Information given section start
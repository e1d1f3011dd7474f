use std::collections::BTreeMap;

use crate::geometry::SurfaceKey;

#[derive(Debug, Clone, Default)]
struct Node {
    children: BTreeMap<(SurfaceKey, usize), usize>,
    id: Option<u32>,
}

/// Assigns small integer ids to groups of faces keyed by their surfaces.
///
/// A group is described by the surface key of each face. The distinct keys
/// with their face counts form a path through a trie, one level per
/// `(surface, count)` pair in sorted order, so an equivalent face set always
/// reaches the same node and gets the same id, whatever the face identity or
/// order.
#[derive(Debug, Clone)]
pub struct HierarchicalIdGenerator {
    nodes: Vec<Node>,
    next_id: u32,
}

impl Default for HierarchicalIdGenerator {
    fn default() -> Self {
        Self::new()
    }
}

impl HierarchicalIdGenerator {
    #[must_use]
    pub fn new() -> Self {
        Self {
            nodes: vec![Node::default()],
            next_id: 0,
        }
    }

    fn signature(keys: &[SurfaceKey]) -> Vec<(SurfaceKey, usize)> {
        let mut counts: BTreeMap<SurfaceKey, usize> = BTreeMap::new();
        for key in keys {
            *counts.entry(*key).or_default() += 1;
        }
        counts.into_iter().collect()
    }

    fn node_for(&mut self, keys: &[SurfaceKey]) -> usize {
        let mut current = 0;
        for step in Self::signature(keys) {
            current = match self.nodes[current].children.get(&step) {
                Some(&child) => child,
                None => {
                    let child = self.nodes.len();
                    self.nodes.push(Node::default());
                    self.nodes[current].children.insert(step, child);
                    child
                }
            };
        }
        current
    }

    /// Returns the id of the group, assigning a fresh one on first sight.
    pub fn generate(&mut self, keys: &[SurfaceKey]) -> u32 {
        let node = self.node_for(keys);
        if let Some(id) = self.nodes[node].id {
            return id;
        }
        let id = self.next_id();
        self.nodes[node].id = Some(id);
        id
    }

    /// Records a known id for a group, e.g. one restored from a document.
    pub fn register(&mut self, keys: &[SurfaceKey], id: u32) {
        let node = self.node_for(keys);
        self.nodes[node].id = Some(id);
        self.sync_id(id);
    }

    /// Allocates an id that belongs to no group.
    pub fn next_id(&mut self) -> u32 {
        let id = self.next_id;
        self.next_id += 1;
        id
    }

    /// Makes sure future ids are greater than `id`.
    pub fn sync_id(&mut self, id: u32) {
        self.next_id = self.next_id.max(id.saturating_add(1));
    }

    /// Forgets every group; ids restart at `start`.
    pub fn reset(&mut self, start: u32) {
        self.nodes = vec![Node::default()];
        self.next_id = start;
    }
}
Information given section end
Information given section start
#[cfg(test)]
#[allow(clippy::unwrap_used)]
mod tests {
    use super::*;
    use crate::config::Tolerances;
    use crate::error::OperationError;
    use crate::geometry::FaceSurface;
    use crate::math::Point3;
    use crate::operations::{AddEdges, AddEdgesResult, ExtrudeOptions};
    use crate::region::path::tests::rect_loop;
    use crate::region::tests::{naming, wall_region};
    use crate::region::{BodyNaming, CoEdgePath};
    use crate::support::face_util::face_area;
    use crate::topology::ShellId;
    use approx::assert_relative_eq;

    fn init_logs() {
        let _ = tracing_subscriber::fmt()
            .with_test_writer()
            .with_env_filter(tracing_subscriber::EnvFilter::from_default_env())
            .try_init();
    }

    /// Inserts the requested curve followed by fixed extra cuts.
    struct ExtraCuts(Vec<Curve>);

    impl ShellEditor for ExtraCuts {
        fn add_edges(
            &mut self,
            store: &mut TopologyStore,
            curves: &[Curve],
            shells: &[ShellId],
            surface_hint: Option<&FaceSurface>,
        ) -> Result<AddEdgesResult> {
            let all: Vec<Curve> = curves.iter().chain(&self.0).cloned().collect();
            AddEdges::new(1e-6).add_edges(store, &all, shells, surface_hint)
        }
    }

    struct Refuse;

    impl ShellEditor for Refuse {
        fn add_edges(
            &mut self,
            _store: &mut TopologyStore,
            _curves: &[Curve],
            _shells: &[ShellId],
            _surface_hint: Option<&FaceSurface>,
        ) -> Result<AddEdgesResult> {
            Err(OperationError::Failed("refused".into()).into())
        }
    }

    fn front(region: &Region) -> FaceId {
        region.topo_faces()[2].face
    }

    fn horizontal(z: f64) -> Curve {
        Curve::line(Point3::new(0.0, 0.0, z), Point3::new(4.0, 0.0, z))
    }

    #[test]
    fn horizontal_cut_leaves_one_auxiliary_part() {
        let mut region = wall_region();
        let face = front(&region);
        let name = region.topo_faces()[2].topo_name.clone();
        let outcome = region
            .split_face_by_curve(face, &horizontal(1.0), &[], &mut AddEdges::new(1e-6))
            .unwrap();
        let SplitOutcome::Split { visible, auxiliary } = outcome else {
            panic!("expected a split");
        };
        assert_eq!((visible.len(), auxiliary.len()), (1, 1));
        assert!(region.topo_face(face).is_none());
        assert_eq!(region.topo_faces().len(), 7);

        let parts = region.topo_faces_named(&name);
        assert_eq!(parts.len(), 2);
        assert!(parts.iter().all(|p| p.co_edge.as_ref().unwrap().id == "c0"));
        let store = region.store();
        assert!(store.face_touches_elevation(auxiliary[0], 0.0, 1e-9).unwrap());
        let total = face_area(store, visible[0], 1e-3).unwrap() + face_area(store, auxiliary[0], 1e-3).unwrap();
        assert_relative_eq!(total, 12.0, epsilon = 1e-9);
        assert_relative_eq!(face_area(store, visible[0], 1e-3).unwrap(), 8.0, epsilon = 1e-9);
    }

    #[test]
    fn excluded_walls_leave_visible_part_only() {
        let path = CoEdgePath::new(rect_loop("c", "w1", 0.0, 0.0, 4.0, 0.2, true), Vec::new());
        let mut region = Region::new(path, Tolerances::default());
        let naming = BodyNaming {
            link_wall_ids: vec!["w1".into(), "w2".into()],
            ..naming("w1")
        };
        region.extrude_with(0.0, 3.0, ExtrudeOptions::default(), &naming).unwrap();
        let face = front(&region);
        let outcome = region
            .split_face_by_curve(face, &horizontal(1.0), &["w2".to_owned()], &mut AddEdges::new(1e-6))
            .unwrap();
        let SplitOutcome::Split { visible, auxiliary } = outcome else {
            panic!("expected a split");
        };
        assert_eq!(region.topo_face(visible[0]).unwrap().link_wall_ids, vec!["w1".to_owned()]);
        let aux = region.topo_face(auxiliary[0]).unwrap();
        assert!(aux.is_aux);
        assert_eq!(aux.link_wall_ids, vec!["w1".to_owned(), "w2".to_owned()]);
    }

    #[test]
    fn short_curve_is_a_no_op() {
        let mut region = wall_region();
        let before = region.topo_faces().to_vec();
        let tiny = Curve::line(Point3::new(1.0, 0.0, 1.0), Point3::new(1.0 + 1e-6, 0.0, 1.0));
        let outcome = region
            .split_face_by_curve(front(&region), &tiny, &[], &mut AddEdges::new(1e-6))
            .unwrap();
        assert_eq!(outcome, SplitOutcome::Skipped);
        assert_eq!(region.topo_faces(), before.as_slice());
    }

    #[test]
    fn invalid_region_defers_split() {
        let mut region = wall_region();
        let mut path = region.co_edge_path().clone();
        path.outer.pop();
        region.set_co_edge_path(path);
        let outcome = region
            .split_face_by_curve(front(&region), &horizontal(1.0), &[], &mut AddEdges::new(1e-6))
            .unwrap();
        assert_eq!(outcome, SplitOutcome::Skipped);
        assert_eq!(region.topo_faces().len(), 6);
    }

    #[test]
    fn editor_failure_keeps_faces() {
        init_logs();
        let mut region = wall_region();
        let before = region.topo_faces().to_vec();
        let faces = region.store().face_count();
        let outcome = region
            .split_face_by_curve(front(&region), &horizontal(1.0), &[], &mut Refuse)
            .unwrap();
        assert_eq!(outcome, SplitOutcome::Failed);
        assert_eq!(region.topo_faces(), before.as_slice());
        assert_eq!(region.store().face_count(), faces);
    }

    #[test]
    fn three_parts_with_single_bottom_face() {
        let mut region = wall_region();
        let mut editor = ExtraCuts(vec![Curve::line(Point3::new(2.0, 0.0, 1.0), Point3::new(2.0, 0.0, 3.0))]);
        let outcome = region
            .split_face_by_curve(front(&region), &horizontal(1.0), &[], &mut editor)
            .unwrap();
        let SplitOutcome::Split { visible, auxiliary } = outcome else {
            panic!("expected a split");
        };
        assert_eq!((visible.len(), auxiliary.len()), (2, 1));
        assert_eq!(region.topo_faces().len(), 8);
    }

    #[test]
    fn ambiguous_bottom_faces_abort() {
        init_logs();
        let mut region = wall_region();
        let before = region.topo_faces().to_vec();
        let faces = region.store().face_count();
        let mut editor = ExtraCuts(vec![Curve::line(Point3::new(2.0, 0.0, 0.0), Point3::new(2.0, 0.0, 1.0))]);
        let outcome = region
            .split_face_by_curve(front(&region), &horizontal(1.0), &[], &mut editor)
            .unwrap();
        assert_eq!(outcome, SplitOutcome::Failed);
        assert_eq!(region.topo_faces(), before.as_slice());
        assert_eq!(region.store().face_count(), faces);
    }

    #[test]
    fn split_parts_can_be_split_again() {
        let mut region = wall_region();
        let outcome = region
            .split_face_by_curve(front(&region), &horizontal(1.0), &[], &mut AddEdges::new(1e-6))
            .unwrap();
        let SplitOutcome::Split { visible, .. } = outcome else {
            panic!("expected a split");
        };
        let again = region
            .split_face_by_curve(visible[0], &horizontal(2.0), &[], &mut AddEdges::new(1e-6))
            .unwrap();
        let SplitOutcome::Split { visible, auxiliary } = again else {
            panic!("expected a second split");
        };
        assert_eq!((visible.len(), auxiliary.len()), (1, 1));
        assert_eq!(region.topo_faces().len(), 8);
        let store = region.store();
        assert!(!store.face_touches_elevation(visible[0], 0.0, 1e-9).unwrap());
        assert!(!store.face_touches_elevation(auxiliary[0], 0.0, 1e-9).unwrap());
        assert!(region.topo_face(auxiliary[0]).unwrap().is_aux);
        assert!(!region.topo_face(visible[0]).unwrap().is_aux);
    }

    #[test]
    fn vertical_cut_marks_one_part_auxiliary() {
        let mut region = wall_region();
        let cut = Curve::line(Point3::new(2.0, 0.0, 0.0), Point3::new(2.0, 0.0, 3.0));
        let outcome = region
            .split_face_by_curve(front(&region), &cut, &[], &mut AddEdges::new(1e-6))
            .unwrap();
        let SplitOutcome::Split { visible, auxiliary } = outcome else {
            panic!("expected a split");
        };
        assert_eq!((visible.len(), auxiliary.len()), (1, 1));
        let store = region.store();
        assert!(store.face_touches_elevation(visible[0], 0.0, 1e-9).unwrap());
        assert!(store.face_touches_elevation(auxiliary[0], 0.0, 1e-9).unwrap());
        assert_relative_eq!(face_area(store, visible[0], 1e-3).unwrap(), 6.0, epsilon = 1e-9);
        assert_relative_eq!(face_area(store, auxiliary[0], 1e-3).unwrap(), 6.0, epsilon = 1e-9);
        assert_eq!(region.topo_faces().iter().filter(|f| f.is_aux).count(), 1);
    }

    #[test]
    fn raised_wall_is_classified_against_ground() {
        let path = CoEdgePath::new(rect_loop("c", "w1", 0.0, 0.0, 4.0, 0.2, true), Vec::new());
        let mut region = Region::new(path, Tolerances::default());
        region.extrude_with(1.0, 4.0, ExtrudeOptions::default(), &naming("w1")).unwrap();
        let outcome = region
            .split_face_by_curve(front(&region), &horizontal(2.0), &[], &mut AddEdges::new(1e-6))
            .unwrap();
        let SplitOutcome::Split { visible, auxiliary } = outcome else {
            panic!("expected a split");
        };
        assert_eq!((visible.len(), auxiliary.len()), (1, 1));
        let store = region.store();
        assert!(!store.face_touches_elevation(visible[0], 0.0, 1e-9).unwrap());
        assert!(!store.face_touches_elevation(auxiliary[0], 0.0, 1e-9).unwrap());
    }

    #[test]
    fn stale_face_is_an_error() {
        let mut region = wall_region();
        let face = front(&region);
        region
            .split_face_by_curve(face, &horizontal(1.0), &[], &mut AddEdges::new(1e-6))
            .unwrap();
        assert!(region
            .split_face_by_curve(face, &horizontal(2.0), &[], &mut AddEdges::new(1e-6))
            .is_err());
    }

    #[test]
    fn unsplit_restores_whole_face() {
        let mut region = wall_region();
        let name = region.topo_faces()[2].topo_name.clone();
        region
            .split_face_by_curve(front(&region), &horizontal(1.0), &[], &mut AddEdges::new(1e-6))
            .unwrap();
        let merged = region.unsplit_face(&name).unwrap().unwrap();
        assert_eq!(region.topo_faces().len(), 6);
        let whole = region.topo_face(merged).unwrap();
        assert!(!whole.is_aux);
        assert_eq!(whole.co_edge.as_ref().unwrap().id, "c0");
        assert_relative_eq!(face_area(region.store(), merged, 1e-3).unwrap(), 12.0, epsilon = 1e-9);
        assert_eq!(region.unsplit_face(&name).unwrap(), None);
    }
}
Information given section end
--- The problem ---
Return, from the material above, each line holding the string "epsilon".

--- Answer space ---
        assert_relative_eq!(total, 12.0, epsilon = 1e-9);
        assert_relative_eq!(face_area(store, visible[0], 1e-3).unwrap(), 8.0, epsilon = 1e-9);
        assert_relative_eq!(face_area(store, visible[0], 1e-3).unwrap(), 6.0, epsilon = 1e-9);
        assert_relative_eq!(face_area(store, auxiliary[0], 1e-3).unwrap(), 6.0, epsilon = 1e-9);
        assert_relative_eq!(face_area(region.store(), merged, 1e-3).unwrap(), 12.0, epsilon = 1e-9);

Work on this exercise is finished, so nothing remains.